● Problem statement: Keep to one stretch of the data below, the lines from the one with "use futures_util::future::BoxFuture;" up to and including the one with "use std::pin::Pin;", and return that stretch exactly.

**** Data supplied

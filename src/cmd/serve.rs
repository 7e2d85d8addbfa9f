// nbgit: Notebook Git Extension Server
//
// SPDX-FileCopyrightText: 2026 Romeo Ahmed
// SPDX-License-Identifier: GPL-3.0-or-later

//! Serve command implementation.

use tracing::{debug, warn};

use crate::api;
use crate::config::Config;
use crate::error::Result;
use crate::git::backend::RepoQuery;
use crate::git::open_repo;

/// Run the HTTP server until interrupted.
///
/// The repository is only checked here; every request opens it again, so a
/// repository created after startup is picked up.
///
/// # Errors
///
/// Returns an error if the server cannot bind or fails while running.
pub async fn run_serve_command(config: &Config) -> Result<()> {
    match open_repo(&config.repo.path) {
        Ok(repo) => debug!(workdir = %repo.workdir().display(), "repository found"),
        Err(e) => warn!(error = %e, "requests will fail until a repository exists"),
    }

    api::serve(config).await
}
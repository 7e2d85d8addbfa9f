// nbgit: Notebook Git Extension Server
//
// SPDX-FileCopyrightText: 2026 Romeo Ahmed
// SPDX-License-Identifier: GPL-3.0-or-later

//! Error boundary wrapped around every handler invocation.
//!
//! ```text
//! handle_exceptions(log, body)
//!   debug  "<Handler> is handling: <request>"
//!   body() Ok(response)          --> response
//!          Err(ServiceError::Git) --> 500 "Git error: <message>"
//!          Err(_)                 --> 500 "An unexpected error occurred."
//! ```

use tracing::{debug, error};

use super::response::ApiResponse;
use crate::error::{ServiceError, ServiceResult};
use crate::logging::LogContext;

/// Message sent for any failure not originating in git. Details stay in the log.
pub const UNEXPECTED_ERROR: &str = "An unexpected error occurred.";

/// Run `body` inside the handler's span and map any failure to a 500 response.
pub fn handle_exceptions<F>(log: &LogContext, body: F) -> ApiResponse
where
    F: FnOnce() -> ServiceResult<ApiResponse>,
{
    let span = log.span();
    let _entered = span.enter();

    debug!("{} is handling: {}", log.handler(), log.request());
    body().unwrap_or_else(|err| error_response(&err))
}

/// Log `err` once and build the client-facing response for it.
#[must_use]
pub fn error_response(err: &ServiceError) -> ApiResponse {
    if let Some(git) = err.as_git() {
        error!(error = %git, "git operation failed");
        ApiResponse::error(500, format!("Git error: {git}"))
    } else {
        error!(error = %err, "request failed");
        ApiResponse::error(500, UNEXPECTED_ERROR)
    }
}
// nbgit: Notebook Git Extension Server
//
// SPDX-FileCopyrightText: 2026 Romeo Ahmed
// SPDX-License-Identifier: GPL-3.0-or-later

//! Git CLI execution.
//!
//! ```text
//! git_command --> git (exit != 0 is an error, stdout trimmed)
//! git_output  --> git (exit status returned, stdout raw)
//! ```
//!
//! Every invocation sets `GCM_INTERACTIVE=never` and `GIT_TERMINAL_PROMPT=0`
//! so a missing credential fails the request instead of hanging the server.

use std::path::Path;
use std::process::Command;

use tracing::{debug, trace};

use crate::error::{GitError, GitResult};

/// Captured result of a git invocation.
#[derive(Debug, Clone)]
pub struct GitOutput {
    pub success: bool,
    pub stdout: String,
    pub stderr: String,
}

impl GitOutput {
    /// Best message to surface for a failed command: stderr, else stdout.
    #[must_use]
    pub fn failure_message(&self) -> String {
        let stderr = self.stderr.trim();
        if stderr.is_empty() {
            self.stdout.trim().to_string()
        } else {
            stderr.to_string()
        }
    }
}

fn render(args: &[&str]) -> String {
    format!("git {}", args.join(" "))
}

/// Run git and capture its output whatever the exit status.
///
/// # Errors
///
/// Returns `GitError::CommandFailed` only if the `git` executable cannot be spawned.
pub fn git_output(args: &[&str], cwd: &Path) -> GitResult<GitOutput> {
    debug!(command = %render(args), cwd = %cwd.display(), "running git");

    let output = Command::new("git")
        .args(args)
        .current_dir(cwd)
        .env("GCM_INTERACTIVE", "never")
        .env("GIT_TERMINAL_PROMPT", "0")
        .output()
        .map_err(|e| GitError::CommandFailed {
            command: render(args),
            message: format!("failed to execute git: {e}"),
        })?;

    let result = GitOutput {
        success: output.status.success(),
        stdout: String::from_utf8_lossy(&output.stdout).into_owned(),
        stderr: String::from_utf8_lossy(&output.stderr).into_owned(),
    };
    trace!(success = result.success, stderr = %result.stderr.trim(), "git finished");
    Ok(result)
}

/// Run git, failing on a non-zero exit. Returns untrimmed stdout.
///
/// # Errors
///
/// Returns `GitError::CommandFailed` carrying git's message on failure.
pub fn git_raw(args: &[&str], cwd: &Path) -> GitResult<String> {
    let output = git_output(args, cwd)?;
    if !output.success {
        return Err(GitError::CommandFailed {
            command: render(args),
            message: output.failure_message(),
        });
    }
    Ok(output.stdout)
}

/// Run git, failing on a non-zero exit. Returns trimmed stdout.
///
/// # Errors
///
/// Returns `GitError::CommandFailed` carrying git's message on failure.
pub fn git_command(args: &[&str], cwd: &Path) -> GitResult<String> {
    git_raw(args, cwd).map(|stdout| stdout.trim().to_string())
}

/// Split NUL-terminated `-z` output into its fields.
#[must_use]
pub fn split_nul(output: &str) -> Vec<&str> {
    output.split('\0').filter(|s| !s.is_empty()).collect()
}
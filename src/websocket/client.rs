use crate::error::{ConnectorError, Result};
use crate::types::{ClientEvent, CloseInfo, ConnectionState, EventKind, InboundMessage, OutboundMessage};
use crate::websocket::config::ConnectionConfig;
use crate::websocket::listeners::{Listener, ListenerRegistry};
use crate::websocket::transport::{
    Channel, ConnectRequest, Connector, Frame, FrameSink, FrameStream, TungsteniteConnector,
};
use futures_util::future::BoxFuture;
use futures_util::{SinkExt, StreamExt};
use log::*;
use serde::Serialize;
use std::collections::VecDeque;
use std::fmt::Display;
use std::future::{pending, Future};
use std::pin::Pin;
use std::sync::atomic::{AtomicBool, AtomicU32, Ordering};
use std::sync::Arc;
use tokio::sync::{mpsc, watch};
use tokio::time::{interval_at, sleep, Duration, Instant, Interval, MissedTickBehavior, Sleep};
use uuid::Uuid;

const NORMAL_CLOSURE: u16 = 1000; // Close code used when disconnect() is given none

enum Command {
    Connect,
    Disconnect {
        code: Option<u16>,
        reason: Option<String>,
    },
    Send(OutboundMessage),
    Destroy,
}

/// A WebSocket client that reconnects on its own, keeps the link alive with a
/// heartbeat and buffers outbound messages while disconnected.
///
/// The handle is cheap to call from anywhere: every operation is a command for a
/// background driver task that owns the connection. Nothing here returns an error
/// once the client is built; failures are delivered to `error` listeners.
///
/// Requires a running Tokio runtime.
///
/// # Examples
///
/// ```no_run
/// use resilient_connector_rs::types::{ClientEvent, EventKind};
/// use resilient_connector_rs::websocket::{ConnectionConfig, WebsocketClient};
/// use serde_json::json;
/// use std::sync::Arc;
///
/// #[tokio::main]
/// async fn main() {
///     let mut config = ConnectionConfig::new("ws://localhost:8080");
///     config.reconnect_interval_ms = 3_000;
///     config.max_reconnect_attempts = Some(10);
///
///     let client = WebsocketClient::new(config).expect("Invalid config");
///     client.on(
///         EventKind::Message,
///         Arc::new(|event: &ClientEvent| println!("Received: {:?}", event)),
///     );
///
///     client.connect();
///     // Queued until the connection is open.
///     client.send(json!({"type": "chat", "message": "Hello"}));
///
///     tokio::signal::ctrl_c().await.expect("Failed to listen for ctrl+c");
///     client.destroy();
/// }
/// ```
pub struct WebsocketClient {
    tag: String,
    commands: mpsc::UnboundedSender<Command>,
    status: watch::Receiver<ConnectionState>,
    reconnect_attempts: Arc<AtomicU32>,
    listeners: Arc<ListenerRegistry>,
    destroyed: AtomicBool,
}

impl WebsocketClient {
    /// Creates a client using the default `tokio-tungstenite` transport.
    /// The client stays `Idle` until [`connect`](Self::connect) is called.
    pub fn new(config: ConnectionConfig) -> Result<Self> {
        Self::with_connector(config, Arc::new(TungsteniteConnector))
    }

    /// Creates a client with a custom transport.
    pub fn with_connector(config: ConnectionConfig, connector: Arc<dyn Connector>) -> Result<Self> {
        let url = config.validate()?;
        let tag = Uuid::new_v4().to_string()[..8].to_string();

        // Channel for handle -> driver commands
        let (commands, command_rx) = mpsc::unbounded_channel();
        let (status_tx, status) = watch::channel(ConnectionState::Idle);
        let reconnect_attempts = Arc::new(AtomicU32::new(0));
        let listeners = Arc::new(ListenerRegistry::new());

        let driver = Driver {
            tag: tag.clone(),
            request: ConnectRequest {
                url,
                protocols: config.protocols.clone(),
            },
            config,
            connector,
            listeners: Arc::clone(&listeners),
            status: status_tx,
            shared_attempts: Arc::clone(&reconnect_attempts),
            reconnect_attempts: 0,
            queue: VecDeque::new(),
            manual_close: false,
            abandoned: false,
            pending_connect: None,
            sink: None,
            stream: None,
            connection_timer: None,
            reconnect_timer: None,
            heartbeat_timer: None,
        };
        // The driver owns the connection from here on
        tokio::spawn(driver.run(command_rx));

        Ok(Self {
            tag,
            commands,
            status,
            reconnect_attempts,
            listeners,
            destroyed: AtomicBool::new(false),
        })
    }

    /// Opens the connection. Ignored while already open.
    pub fn connect(&self) {
        self.dispatch(Command::Connect);
    }

    /// Closes the connection on purpose: no automatic reconnect follows.
    /// `code` defaults to 1000 (normal closure).
    pub fn disconnect(&self, code: Option<u16>, reason: Option<&str>) {
        self.dispatch(Command::Disconnect {
            code,
            reason: reason.map(str::to_string),
        });
    }

    /// Sends now if open, queues otherwise. After reconnection has been abandoned the
    /// message is dropped and an `error` event is emitted instead.
    pub fn send(&self, message: impl Into<OutboundMessage>) {
        self.dispatch(Command::Send(message.into()));
    }

    /// Serializes `value` as JSON and sends it.
    pub fn send_json<T: Serialize>(&self, value: &T) {
        match serde_json::to_value(value) {
            Ok(value) => self.send(OutboundMessage::Json(value)),
            Err(e) => {
                if !self.is_destroyed() {
                    error!("[{}] Failed to serialize outbound message: {}", self.tag, e);
                    self.listeners.emit(&ClientEvent::Error(e.into()));
                }
            }
        }
    }

    /// Registers a listener. Registering the same `Arc` twice has no effect.
    pub fn on(&self, kind: EventKind, listener: Listener) {
        if self.is_destroyed() {
            return;
        }
        if !self.listeners.add(kind, listener) {
            trace!("[{}] Listener already registered for {:?}", self.tag, kind);
        }
    }

    pub fn off(&self, kind: EventKind, listener: &Listener) {
        self.listeners.remove(kind, listener);
    }

    pub fn status(&self) -> ConnectionState {
        *self.status.borrow()
    }

    /// Reconnect attempts since the last successful open.
    pub fn reconnect_attempts(&self) -> u32 {
        self.reconnect_attempts.load(Ordering::SeqCst)
    }

    /// Waits until the client reports `target`.
    ///
    /// Only the latest state is observed, so a state the client passes through
    /// quickly (e.g. `Closed` between two reconnect attempts) can be missed.
    pub async fn wait_for_status(&self, target: ConnectionState, timeout: Duration) -> Result<()> {
        let mut status = self.status.clone();
        // Bind the outcome first: the watch guard must not outlive `status`.
        let outcome = tokio::time::timeout(timeout, status.wait_for(|state| *state == target))
            .await
            .map(|reached| reached.map(|_| ()));
        match outcome {
            Ok(Ok(())) => Ok(()),
            Ok(Err(_)) => Err(ConnectorError::ClientDestroyed),
            Err(_) => Err(ConnectorError::Timeout(format!(
                "client did not reach '{}' within {:?} (currently '{}')",
                target,
                timeout,
                self.status()
            ))),
        }
    }

    /// Disconnects, drops queued messages and all listeners, and stops the driver.
    /// Every later call on this client is a no-op.
    pub fn destroy(&self) {
        if self.destroyed.swap(true, Ordering::SeqCst) {
            return;
        }
        self.listeners.clear();
        if self.commands.send(Command::Destroy).is_err() {
            debug!("[{}] Driver already stopped", self.tag);
        }
    }

    pub fn is_destroyed(&self) -> bool {
        self.destroyed.load(Ordering::SeqCst)
    }

    fn dispatch(&self, command: Command) {
        if self.is_destroyed() {
            trace!("[{}] Ignoring call on destroyed client", self.tag);
            return;
        }
        if self.commands.send(command).is_err() {
            debug!("[{}] Driver stopped, command dropped", self.tag);
        }
    }
}

// --- Driver Task ---

/// Owns all connection state. Runs until the client is destroyed or dropped.
struct Driver {
    tag: String,
    config: ConnectionConfig,
    request: ConnectRequest,
    connector: Arc<dyn Connector>,
    listeners: Arc<ListenerRegistry>,
    status: watch::Sender<ConnectionState>,
    shared_attempts: Arc<AtomicU32>,
    reconnect_attempts: u32,
    queue: VecDeque<OutboundMessage>,
    manual_close: bool,
    abandoned: bool,
    pending_connect: Option<BoxFuture<'static, Result<Channel>>>,
    sink: Option<FrameSink>,
    stream: Option<FrameStream>,
    // At most one timer of each kind; assigning replaces (and cancels) the old one.
    connection_timer: Option<Pin<Box<Sleep>>>,
    reconnect_timer: Option<Pin<Box<Sleep>>>,
    heartbeat_timer: Option<Interval>,
}
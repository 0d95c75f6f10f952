// demos/ws_client.rs
use resilient_connector_rs::types::{ClientEvent, EventKind};
use resilient_connector_rs::websocket::{ConnectionConfig, Listener, WebsocketClient};
use serde_json::json;
use std::sync::Arc;
use tokio::time::{sleep, Duration};

// Prints every event the client reports
fn event_handler(event: &ClientEvent) {
    match event {
        ClientEvent::Open => println!("Connection Open."),
        ClientEvent::Close(info) => println!(
            "Connection Closed. code: {:?}, reason: {}, manual: {}",
            info.code, info.reason, info.manual
        ),
        ClientEvent::Message(message) => println!("Received Message: {:?}", message),
        ClientEvent::Error(e) => eprintln!("Client Error: {}", e),
        ClientEvent::Reconnect { attempt } => println!("Reconnecting (attempt {})...", attempt),
    }
}

#[tokio::main]
async fn main() -> anyhow::Result<()> {
    // Initialize logging (optional)
    env_logger::init();

    // Optional: Load .env file if you have one
    dotenv::dotenv().ok();

    // RESILIENT_WS_URL and friends override the defaults below
    let mut config = ConnectionConfig::new("wss://echo.websocket.org");
    config.max_reconnect_attempts = Some(5);
    let config = config.with_overrides(|key| std::env::var(key).ok())?;

    println!("Connecting to {}...", config.url);
    let client = WebsocketClient::new(config)?;

    let handler: Listener = Arc::new(event_handler);
    for kind in EventKind::ALL {
        client.on(kind, Arc::clone(&handler));
    }

    // Messages sent before the connection opens are queued
    client.connect();
    client.send("hello");
    client.send(json!({"type": "chat", "message": "Hello from resilient-connector-rs"}));

    println!("Listening for messages for 30 seconds...");
    sleep(Duration::from_secs(30)).await;

    println!("Stopping client...");
    client.disconnect(None, Some("demo finished"));
    sleep(Duration::from_secs(1)).await;
    client.destroy();

    println!("Example finished.");
    Ok(())
}
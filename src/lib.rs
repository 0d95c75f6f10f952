pub mod clock;
pub mod error;
pub mod tasks;
pub mod throttle;
pub mod types;
pub mod websocket;
pub use error::{ConnectorError, Result};
pub use tasks::run_tasks_with_concurrency;
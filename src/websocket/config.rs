use crate::error::{ConnectorError, Result};
use crate::types::OutboundMessage;
use serde::{Deserialize, Serialize};
use serde_json::Value;
use std::str::FromStr;
use std::time::Duration;
use url::Url;

const DEFAULT_RECONNECT_INTERVAL_MS: u64 = 5_000;
const DEFAULT_HEARTBEAT_INTERVAL_MS: u64 = 30_000;
const DEFAULT_CONNECTION_TIMEOUT_MS: u64 = 10_000;
const DEFAULT_HEARTBEAT_MESSAGE: &str = "ping";

/// Prefix of the environment variables read by [`ConnectionConfig::from_env`].
pub const ENV_PREFIX: &str = "RESILIENT_WS_";

/// Settings for a [`super::WebsocketClient`].
///
/// Every field has a default, so a JSON document only needs the keys it wants to
/// change (usually just `url`).
#[derive(Debug, Clone, PartialEq, Serialize, Deserialize)]
#[serde(default)]
pub struct ConnectionConfig {
    /// `ws://` or `wss://` endpoint.
    pub url: String,
    /// Reconnect automatically after an unrequested close.
    pub reconnect: bool,
    pub reconnect_interval_ms: u64,
    /// `None` retries forever.
    pub max_reconnect_attempts: Option<u32>,
    pub heartbeat: bool,
    pub heartbeat_interval_ms: u64,
    /// Sent verbatim when it is a JSON string, serialized otherwise.
    pub heartbeat_message: Value,
    pub connection_timeout_ms: u64,
    /// Offered in the `Sec-WebSocket-Protocol` handshake header.
    pub protocols: Vec<String>,
    /// Raise lifecycle logging from `debug` to `info`.
    pub debug: bool,
}

impl Default for ConnectionConfig {
    fn default() -> Self {
        Self {
            url: String::new(),
            reconnect: true,
            reconnect_interval_ms: DEFAULT_RECONNECT_INTERVAL_MS,
            max_reconnect_attempts: None,
            heartbeat: true,
            heartbeat_interval_ms: DEFAULT_HEARTBEAT_INTERVAL_MS,
            heartbeat_message: Value::String(DEFAULT_HEARTBEAT_MESSAGE.to_string()),
            connection_timeout_ms: DEFAULT_CONNECTION_TIMEOUT_MS,
            protocols: Vec::new(),
            debug: false,
        }
    }
}

impl ConnectionConfig {
    pub fn new(url: impl Into<String>) -> Self {
        Self {
            url: url.into(),
            ..Self::default()
        }
    }

    /// Builds a config from defaults plus `RESILIENT_WS_*` environment variables.
    ///
    /// Recognised suffixes: `URL`, `RECONNECT`, `RECONNECT_INTERVAL_MS`,
    /// `MAX_RECONNECT_ATTEMPTS`, `HEARTBEAT`, `HEARTBEAT_INTERVAL_MS`,
    /// `HEARTBEAT_MESSAGE`, `CONNECTION_TIMEOUT_MS`, `PROTOCOLS` (comma separated)
    /// and `DEBUG`.
    pub fn from_env() -> Result<Self> {
        Self::default().with_overrides(|key| std::env::var(key).ok())
    }

    /// Applies overrides looked up by full variable name (e.g. `RESILIENT_WS_URL`).
    pub fn with_overrides<F>(mut self, lookup: F) -> Result<Self>
    where
        F: Fn(&str) -> Option<String>,
    {
        let var = |suffix: &str| lookup(&format!("{}{}", ENV_PREFIX, suffix));

        if let Some(url) = var("URL") {
            self.url = url;
        }
        if let Some(v) = parse_var::<bool>("RECONNECT", var("RECONNECT"))? {
            self.reconnect = v;
        }
        if let Some(v) = parse_var::<u64>("RECONNECT_INTERVAL_MS", var("RECONNECT_INTERVAL_MS"))? {
            self.reconnect_interval_ms = v;
        }
        if let Some(raw) = var("MAX_RECONNECT_ATTEMPTS") {
            let raw = raw.trim();
            self.max_reconnect_attempts = if raw.is_empty() || raw.eq_ignore_ascii_case("infinity")
            {
                None
            } else {
                parse_var::<u32>("MAX_RECONNECT_ATTEMPTS", Some(raw.to_string()))?
            };
        }
        if let Some(v) = parse_var::<bool>("HEARTBEAT", var("HEARTBEAT"))? {
            self.heartbeat = v;
        }
        if let Some(v) = parse_var::<u64>("HEARTBEAT_INTERVAL_MS", var("HEARTBEAT_INTERVAL_MS"))? {
            self.heartbeat_interval_ms = v;
        }
        if let Some(raw) = var("HEARTBEAT_MESSAGE") {
            self.heartbeat_message = serde_json::from_str(&raw).unwrap_or(Value::String(raw));
        }
        if let Some(v) = parse_var::<u64>("CONNECTION_TIMEOUT_MS", var("CONNECTION_TIMEOUT_MS"))? {
            self.connection_timeout_ms = v;
        }
        if let Some(raw) = var("PROTOCOLS") {
            self.protocols = raw
                .split(',')
                .map(str::trim)
                .filter(|p| !p.is_empty())
                .map(String::from)
                .collect();
        }
        if let Some(v) = parse_var::<bool>("DEBUG", var("DEBUG"))? {
            self.debug = v;
        }
        Ok(self)
    }

    /// Checks the settings and returns the parsed endpoint.
    pub fn validate(&self) -> Result<Url> {
        let url = Url::parse(&self.url)?;
        match url.scheme() {
            "ws" | "wss" => {}
            other => {
                return Err(ConnectorError::InvalidConfig(format!(
                    "Unsupported URL scheme '{}', expected ws or wss",
                    other
                )))
            }
        }
        if self.connection_timeout_ms == 0 {
            return Err(ConnectorError::InvalidConfig(
                "connection_timeout_ms must be greater than 0".to_string(),
            ));
        }
        if self.heartbeat && self.heartbeat_interval_ms == 0 {
            return Err(ConnectorError::InvalidConfig(
                "heartbeat_interval_ms must be greater than 0 when heartbeat is enabled"
                    .to_string(),
            ));
        }
        Ok(url)
    }

    pub fn reconnect_interval(&self) -> Duration {
        Duration::from_millis(self.reconnect_interval_ms)
    }

    pub fn heartbeat_interval(&self) -> Duration {
        Duration::from_millis(self.heartbeat_interval_ms)
    }

    pub fn connection_timeout(&self) -> Duration {
        Duration::from_millis(self.connection_timeout_ms)
    }

    pub fn heartbeat_payload(&self) -> OutboundMessage {
        OutboundMessage::from(self.heartbeat_message.clone())
    }
}

fn parse_var<T>(suffix: &str, raw: Option<String>) -> Result<Option<T>>
where
    T: FromStr,
    T::Err: std::fmt::Display,
{
    match raw {
        None => Ok(None),
        Some(raw) => raw.trim().parse::<T>().map(Some).map_err(|e| {
            ConnectorError::InvalidConfig(format!(
                "{}{} has invalid value '{}': {}",
                ENV_PREFIX, suffix, raw, e
            ))
        }),
    }
}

********

● Answer box:
use futures_util::future::BoxFuture;
use futures_util::{SinkExt, StreamExt};
use log::*;
use serde::Serialize;
use std::collections::VecDeque;
use std::fmt::Display;
use std::future::{pending, Future};
use std::pin::Pin;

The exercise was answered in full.